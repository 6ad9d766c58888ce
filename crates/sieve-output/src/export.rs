//! CSV and JSON export of optimized weights and backtest results.
//!
//! The weights table (`Ticker,Weight,Sector,Contribution`) is the artifact a
//! later run reads back for evaluation, so its column names and order are
//! fixed and [`WeightsExport`] can parse what it writes.

use chrono::NaiveDate;
use serde::{Deserialize, Serialize};
use sieve_data::{Allocation, DataError, SectorMap, WeightVector};
use sieve_risk::{MetricsRecord, PerformanceReport};
use std::fs::File;
use std::io::{Read, Write};
use std::path::Path;
use std::str::FromStr;
use thiserror::Error;

/// Column order of the exported weights table.
pub const WEIGHTS_HEADER: [&str; 4] = ["Ticker", "Weight", "Sector", "Contribution"];

/// Column order of the exported performance series.
pub const PERFORMANCE_HEADER: [&str; 3] = ["Date", "Portfolio", "Benchmark"];

/// Errors that can occur during export operations.
#[derive(Debug, Error)]
pub enum ExportError {
    /// CSV serialization error.
    #[error("CSV serialization error: {0}")]
    Csv(#[from] csv::Error),

    /// JSON serialization error.
    #[error("JSON serialization error: {0}")]
    Json(#[from] serde_json::Error),

    /// IO error.
    #[error("IO error: {0}")]
    Io(#[from] std::io::Error),

    /// DataFrame construction error.
    #[error("DataFrame error: {0}")]
    Polars(#[from] polars::prelude::PolarsError),

    /// Imported weights are not a valid weight vector.
    #[error(transparent)]
    Data(#[from] DataError),

    /// Invalid format error.
    #[error("Invalid format: {0}")]
    InvalidFormat(String),
}

/// Export format options.
#[derive(Debug, Clone, Copy, PartialEq, Eq, Default)]
pub enum ExportFormat {
    /// Comma-separated values format.
    #[default]
    Csv,

    /// Compact JSON format.
    Json,

    /// Pretty-printed JSON format.
    PrettyJson,
}

impl ExportFormat {
    /// Get the file extension for this format.
    pub const fn extension(&self) -> &str {
        match self {
            Self::Csv => "csv",
            Self::Json | Self::PrettyJson => "json",
        }
    }

    /// Guess the format from a file extension.
    pub fn from_path(path: &Path) -> Option<Self> {
        match path.extension()?.to_str()?.to_ascii_lowercase().as_str() {
            "csv" => Some(Self::Csv),
            "json" => Some(Self::Json),
            _ => None,
        }
    }
}

impl FromStr for ExportFormat {
    type Err = ExportError;

    fn from_str(s: &str) -> Result<Self, Self::Err> {
        match s.to_ascii_lowercase().as_str() {
            "csv" => Ok(Self::Csv),
            "json" => Ok(Self::Json),
            "pretty-json" | "pretty_json" | "pretty" => Ok(Self::PrettyJson),
            other => Err(ExportError::InvalidFormat(format!(
                "unknown export format '{other}' (expected csv, json or pretty-json)"
            ))),
        }
    }
}
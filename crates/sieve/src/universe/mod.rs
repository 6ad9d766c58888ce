//! Universe selection.
//!
//! A universe is the candidate set of tickers before any optimization.
//! [`UniverseFilter`] narrows the loaded table by sector, exchange and market
//! capitalization.

pub mod filter;

pub use filter::{UniverseFilter, available_exchanges, available_sectors};

use sieve_data::UniverseTable;

/// Trait for stock universes.
pub trait Universe {
    /// Get all symbols in the universe.
    fn symbols(&self) -> Vec<String>;

    /// Check if a symbol is in the universe.
    fn contains(&self, symbol: &str) -> bool {
        self.symbols().iter().any(|s| s == symbol)
    }

    /// Get the number of constituents.
    fn size(&self) -> usize {
        self.symbols().len()
    }
}

impl Universe for UniverseTable {
    fn symbols(&self) -> Vec<String> {
        self.tickers()
    }

    fn contains(&self, symbol: &str) -> bool {
        self.row(symbol).is_some()
    }

    fn size(&self) -> usize {
        self.len()
    }
}

#[cfg(test)]
mod tests {
    use super::*;
    use sieve_data::{ColumnSchema, RawTable};

    #[test]
    fn test_universe_trait() {
        let csv = "Ticker,Sector,2024-01-02\nAAPL,Tech,1\nXOM,Energy,2\n";
        let universe = RawTable::from_csv_str(csv)
            .unwrap()
            .universe(&ColumnSchema::default())
            .unwrap();

        assert!(universe.contains("AAPL"));
        assert!(!universe.contains("NOTREAL"));
        assert_eq!(universe.size(), 2);
        assert_eq!(universe.symbols(), vec!["AAPL", "XOM"]);
    }
}
//! Sieve CLI binary.
//!
//! Screens a wide universe CSV, builds a constrained portfolio, and backtests
//! weights against a benchmark from the same dataset.

mod cache_manager;

use chrono::Duration;
use clap::{Args, Parser, Subcommand};
use serde_json::json;
use sieve::data::{CsvFileSource, DataSource, HttpCsvSource, StoredSource};
use sieve::optimizer::Objective;
use sieve::output::{
    ExportFormat, Exporter, PerformanceExport, Report, ReportBuilder, WeightsExport,
};
use sieve::risk::Rebalancing;
use sieve::{Pipeline, PipelineConfig, available_exchanges, available_sectors};
use std::path::{Path, PathBuf};
use std::process;
use tracing::{debug, info};
use tracing_subscriber::EnvFilter;

#[derive(Parser)]
#[command(name = "sieve")]
#[command(about = "Sieve: equity screening and constrained portfolio construction", long_about = None)]
#[command(version)]
struct Cli {
    /// Log at debug level (RUST_LOG takes precedence)
    #[arg(short, long, global = true)]
    verbose: bool,

    #[command(subcommand)]
    command: Commands,
}

#[derive(Subcommand)]
enum Commands {
    /// Filter and clean the universe, then list the candidates
    Screen {
        #[command(flatten)]
        source: SourceArgs,

        #[command(flatten)]
        filter: FilterArgs,

        /// List the sectors and exchanges present in the dataset instead
        #[arg(long)]
        list_values: bool,

        /// Output format (json or text)
        #[arg(long, default_value = "text")]
        format: String,
    },

    /// Screen, estimate risk and optimize portfolio weights
    Optimize {
        #[command(flatten)]
        source: SourceArgs,

        #[command(flatten)]
        filter: FilterArgs,

        #[command(flatten)]
        optimizer: OptimizerArgs,

        /// Write the weights table here
        #[arg(long)]
        out: Option<PathBuf>,

        /// Weights file format (csv, json or pretty-json); guessed from --out
        #[arg(long, value_parser = parse_format)]
        format: Option<ExportFormat>,

        /// Report printed to stdout (text, markdown or json)
        #[arg(long, default_value = "text")]
        report: String,
    },

    /// Evaluate a weights file against the benchmark
    Backtest {
        #[command(flatten)]
        source: SourceArgs,

        /// Weights file written by `optimize` (CSV or JSON)
        #[arg(long)]
        weights: PathBuf,

        /// Benchmark ticker, looked up in the same dataset
        #[arg(long)]
        benchmark: Option<String>,

        /// Hold the initial weights instead of rebalancing every period
        #[arg(long)]
        buy_and_hold: bool,

        /// Drop tickers missing at least this fraction of prices
        #[arg(long)]
        missing_threshold: Option<f64>,

        /// Write the performance series (CSV) or series and metrics (JSON) here
        #[arg(long)]
        out: Option<PathBuf>,

        /// Performance file format (csv, json or pretty-json); guessed from --out
        #[arg(long, value_parser = parse_format)]
        format: Option<ExportFormat>,

        /// Report printed to stdout (text, markdown or json)
        #[arg(long, default_value = "text")]
        report: String,
    },

    /// Inspect or clear the persistent dataset store
    Cache {
        #[command(subcommand)]
        action: CacheAction,
    },
}

#[derive(Subcommand)]
enum CacheAction {
    /// List stored datasets
    List,
    /// Print the store location
    Path,
    /// Remove one stored dataset by source identity
    Remove {
        /// Source identity (URL) as shown by `cache list`
        id: String,
    },
    /// Remove every stored dataset
    Clear,
}

#[derive(Args)]
struct SourceArgs {
    /// Universe CSV: a local path or an http(s) URL
    #[arg(long)]
    data: String,

    /// JSON pipeline configuration; flags override its values
    #[arg(long)]
    config: Option<PathBuf>,

    /// Disable caching (always fetch remote data)
    #[arg(long)]
    no_cache: bool,

    /// Force refresh of stored remote data
    #[arg(long)]
    refresh: bool,

    /// Refetch stored remote data older than this many hours
    #[arg(long)]
    max_age_hours: Option<i64>,
}

#[derive(Args)]
struct FilterArgs {
    /// Keep only this sector (repeatable)
    #[arg(long = "sector")]
    sectors: Vec<String>,

    /// Keep only this exchange (repeatable)
    #[arg(long = "exchange")]
    exchanges: Vec<String>,

    /// Minimum market capitalization in billions of dollars
    #[arg(long)]
    min_market_cap: Option<f64>,

    /// Drop tickers missing at least this fraction of prices
    #[arg(long)]
    missing_threshold: Option<f64>,
}

#[derive(Args)]
struct OptimizerArgs {
    /// Objective (max-sharpe, min-risk or utility)
    #[arg(long)]
    objective: Option<Objective>,

    /// Maximum weight of any holding
    #[arg(long)]
    max_weight: Option<f64>,

    /// Maximum number of holdings
    #[arg(long)]
    max_holdings: Option<usize>,

    /// Minimum weight of any holding
    #[arg(long)]
    weight_floor: Option<f64>,

    /// Annual risk-free rate
    #[arg(long)]
    risk_free_rate: Option<f64>,

    /// Risk aversion for the utility objective
    #[arg(long)]
    risk_aversion: Option<f64>,
}

fn main() {
    let cli = Cli::parse();
    init_tracing(cli.verbose);

    if let Err(e) = run(cli) {
        eprintln!("Error: {}", e);
        process::exit(1);
    }
}

fn init_tracing(verbose: bool) {
    let default = if verbose { "debug" } else { "info" };
    tracing_subscriber::fmt()
        .with_env_filter(
            EnvFilter::try_from_default_env().unwrap_or_else(|_| EnvFilter::new(default)),
        )
        .with_writer(std::io::stderr)
        .init();
}

fn run(cli: Cli) -> Result<(), Box<dyn std::error::Error>> {
    match cli.command {
        Commands::Screen {
            source,
            filter,
            list_values,
            format,
        } => {
            let mut config = load_config(source.config.as_deref())?;
            filter.apply(&mut config);
            screen(&source, config, list_values, &format)?;
        }
        Commands::Optimize {
            source,
            filter,
            optimizer,
            out,
            format,
            report,
        } => {
            let mut config = load_config(source.config.as_deref())?;
            filter.apply(&mut config);
            optimizer.apply(&mut config);
            optimize(&source, config, out.as_deref(), format, &report)?;
        }
        Commands::Backtest {
            source,
            weights,
            benchmark,
            buy_and_hold,
            missing_threshold,
            out,
            format,
            report,
        } => {
            let mut config = load_config(source.config.as_deref())?;
            if let Some(b) = benchmark {
                config.benchmark = b.to_uppercase();
            }
            if buy_and_hold {
                config.performance.rebalancing = Rebalancing::BuyAndHold;
            }
            if let Some(t) = missing_threshold {
                config.normalize.max_missing_fraction = t;
            }
            backtest(&source, config, &weights, out.as_deref(), format, &report)?;
        }
        Commands::Cache { action } => cache(action)?,
    }

    Ok(())
}

impl FilterArgs {
    fn apply(self, config: &mut PipelineConfig) {
        if !self.sectors.is_empty() {
            config.universe.sectors = self.sectors;
        }
        if !self.exchanges.is_empty() {
            config.universe.exchanges = self.exchanges;
        }
        if let Some(cap) = self.min_market_cap {
            config.universe.min_market_cap_billions = Some(cap);
        }
        if let Some(t) = self.missing_threshold {
            config.normalize.max_missing_fraction = t;
        }
    }
}

impl OptimizerArgs {
    fn apply(self, config: &mut PipelineConfig) {
        let opt = &mut config.optimizer;
        if let Some(o) = self.objective {
            opt.objective = o;
        }
        if let Some(w) = self.max_weight {
            opt.max_weight = w;
        }
        if let Some(n) = self.max_holdings {
            opt.max_holdings = n;
        }
        if let Some(f) = self.weight_floor {
            opt.weight_floor = f;
        }
        if let Some(r) = self.risk_free_rate {
            opt.risk_free_rate = r;
        }
        if let Some(a) = self.risk_aversion {
            opt.risk_aversion = a;
        }
    }
}

fn parse_format(s: &str) -> Result<ExportFormat, String> {
    s.parse().map_err(|e: sieve::output::ExportError| e.to_string())
}

fn load_config(path: Option<&Path>) -> Result<PipelineConfig, Box<dyn std::error::Error>> {
    let config = match path {
        Some(p) => {
            debug!(path = %p.display(), "Loading configuration");
            PipelineConfig::from_json_file(p)?
        }
        None => PipelineConfig::default(),
    };
    Ok(config)
}

/// Build the data source for `--data`.
///
/// Remote sources read through the persistent store unless `--no-cache` is
/// given; local files are always read directly.
fn open_source(args: &SourceArgs) -> Result<Box<dyn DataSource>, Box<dyn std::error::Error>> {
    let is_remote = args.data.starts_with("http://") || args.data.starts_with("https://");
    if !is_remote {
        return Ok(Box::new(CsvFileSource::new(&args.data)));
    }

    let http: Box<dyn DataSource> = Box::new(HttpCsvSource::new(&args.data));
    if args.no_cache {
        return Ok(http);
    }

    let store = cache_manager::open_store()?;
    let max_age = args.max_age_hours.map(Duration::hours);
    Ok(Box::new(
        StoredSource::new(http, store, max_age).force_refresh(args.refresh),
    ))
}

fn screen(
    args: &SourceArgs,
    config: PipelineConfig,
    list_values: bool,
    format: &str,
) -> Result<(), Box<dyn std::error::Error>> {
    config.validate()?;
    let source = open_source(args)?;
    let pipeline = Pipeline::new(config);
    let table = pipeline.load(source.as_ref())?;

    if list_values {
        let universe = pipeline.universe(&table)?;
        let sectors = available_sectors(&universe);
        let exchanges = available_exchanges(&universe);
        if format == "json" {
            let out = json!({ "sectors": sectors, "exchanges": exchanges });
            println!("{}", serde_json::to_string_pretty(&out)?);
        } else {
            println!("Sectors:");
            for s in &sectors {
                println!("  {}", s);
            }
            println!("\nExchanges:");
            for e in &exchanges {
                println!("  {}", e);
            }
        }
        return Ok(());
    }

    let screened = pipeline.screen(&table)?;
    let prices = &screened.prices;
    let dates = prices.dates();

    if format == "json" {
        let tickers: Vec<_> = prices
            .tickers()
            .iter()
            .map(|t| json!({ "ticker": t, "sector": screened.sectors.get(t) }))
            .collect();
        let out = json!({
            "filter": pipeline.config().universe.to_string(),
            "matched": screened.universe.len(),
            "kept": prices.n_tickers(),
            "dates": prices.n_dates(),
            "start": dates.first(),
            "end": dates.last(),
            "tickers": tickers,
        });
        println!("{}", serde_json::to_string_pretty(&out)?);
        return Ok(());
    }

    println!("Universe Screen");
    println!("===============\n");
    println!("Filter:   {}", pipeline.config().universe);
    println!("Matched:  {} tickers", screened.universe.len());
    println!(
        "Kept:     {} tickers after the missing-data policy (threshold {:.0}%)",
        prices.n_tickers(),
        pipeline.config().normalize.max_missing_fraction * 100.0
    );
    if let (Some(start), Some(end)) = (dates.first(), dates.last()) {
        println!("History:  {} dates, {} to {}", prices.n_dates(), start, end);
    }
    println!();
    for ticker in prices.tickers() {
        println!(
            "  {:<10} {}",
            ticker,
            screened.sectors.get(ticker).unwrap_or("-")
        );
    }

    Ok(())
}

fn optimize(
    args: &SourceArgs,
    config: PipelineConfig,
    out: Option<&Path>,
    format: Option<ExportFormat>,
    report: &str,
) -> Result<(), Box<dyn std::error::Error>> {
    config.validate()?;
    let source = open_source(args)?;
    let periods_per_year = config.optimizer.periods_per_year;
    let pipeline = Pipeline::new(config);
    let run = pipeline.run(source.as_ref())?;

    if let Some(path) = out {
        let format = format.or_else(|| ExportFormat::from_path(path)).unwrap_or_default();
        run.weights_export().export_to_file(path, format)?;
        info!(path = %path.display(), format = format.extension(), "Wrote weights");
    }

    let rendered = ReportBuilder::new()
        .title("Optimized Portfolio")
        .optimization(&run.optimization, &run.screened.sectors, periods_per_year)
        .build();
    print_report(&rendered, report)
}

fn backtest(
    args: &SourceArgs,
    config: PipelineConfig,
    weights_path: &Path,
    out: Option<&Path>,
    format: Option<ExportFormat>,
    report: &str,
) -> Result<(), Box<dyn std::error::Error>> {
    config.validate()?;
    let imported = WeightsExport::read_file(weights_path)?;
    let weights = imported.to_weight_vector()?;
    let total = weights.total();
    if (total - 1.0).abs() > 1e-6 {
        tracing::warn!(total, "Weights do not sum to 1; evaluating them as given");
    }

    let source = open_source(args)?;
    let pipeline = Pipeline::new(config);
    let table = pipeline.load(source.as_ref())?;
    let run = pipeline.backtest(&table, &weights)?;

    if let Some(path) = out {
        let format = format.or_else(|| ExportFormat::from_path(path)).unwrap_or_default();
        PerformanceExport::new(&run.report).export_to_file(path, format)?;
        info!(path = %path.display(), "Wrote performance");
    }

    let mut allocations = weights.allocations(&run.sectors);
    let imported_sectors = imported.sectors();
    for a in &mut allocations {
        if a.sector.is_none() {
            a.sector = imported_sectors.get(&a.ticker).map(str::to_string);
        }
    }

    let rendered = ReportBuilder::new()
        .title(format!("Backtest vs {}", pipeline.config().benchmark))
        .allocations(allocations)
        .performance(&run.report)
        .build();
    print_report(&rendered, report)
}

fn print_report(report: &Report, style: &str) -> Result<(), Box<dyn std::error::Error>> {
    match style {
        "json" => println!("{}", report.to_json()?),
        "markdown" | "md" => println!("{}", report.to_markdown()),
        "text" => println!("{}", report.to_ascii_table()),
        other => return Err(format!("unknown report style '{}'", other).into()),
    }
    Ok(())
}

fn cache(action: CacheAction) -> Result<(), Box<dyn std::error::Error>> {
    match action {
        CacheAction::Path => println!("{}", cache_manager::cache_path().display()),
        CacheAction::List => {
            let store = cache_manager::open_store()?;
            let entries = store.list()?;
            if entries.is_empty() {
                println!("No stored datasets");
            }
            for (id, rows, fetched_at) in entries {
                println!("{:<60} {:>6} rows  {}", id, rows, fetched_at.to_rfc3339());
            }
        }
        CacheAction::Remove { id } => {
            let store = cache_manager::open_store()?;
            if store.remove(&id)? {
                println!("Removed {}", id);
            } else {
                return Err(format!("no stored dataset for '{}'", id).into());
            }
        }
        CacheAction::Clear => {
            let n = cache_manager::open_store()?.clear()?;
            println!("Removed {} stored dataset(s)", n);
        }
    }
    Ok(())
}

**DESCRIPTION OF THE TASK:**
Where a line of the entries above holds the word "DataFrame", return that line.

**RESPONSE AREA:**
    /// DataFrame construction error.
    #[error("DataFrame error: {0}")]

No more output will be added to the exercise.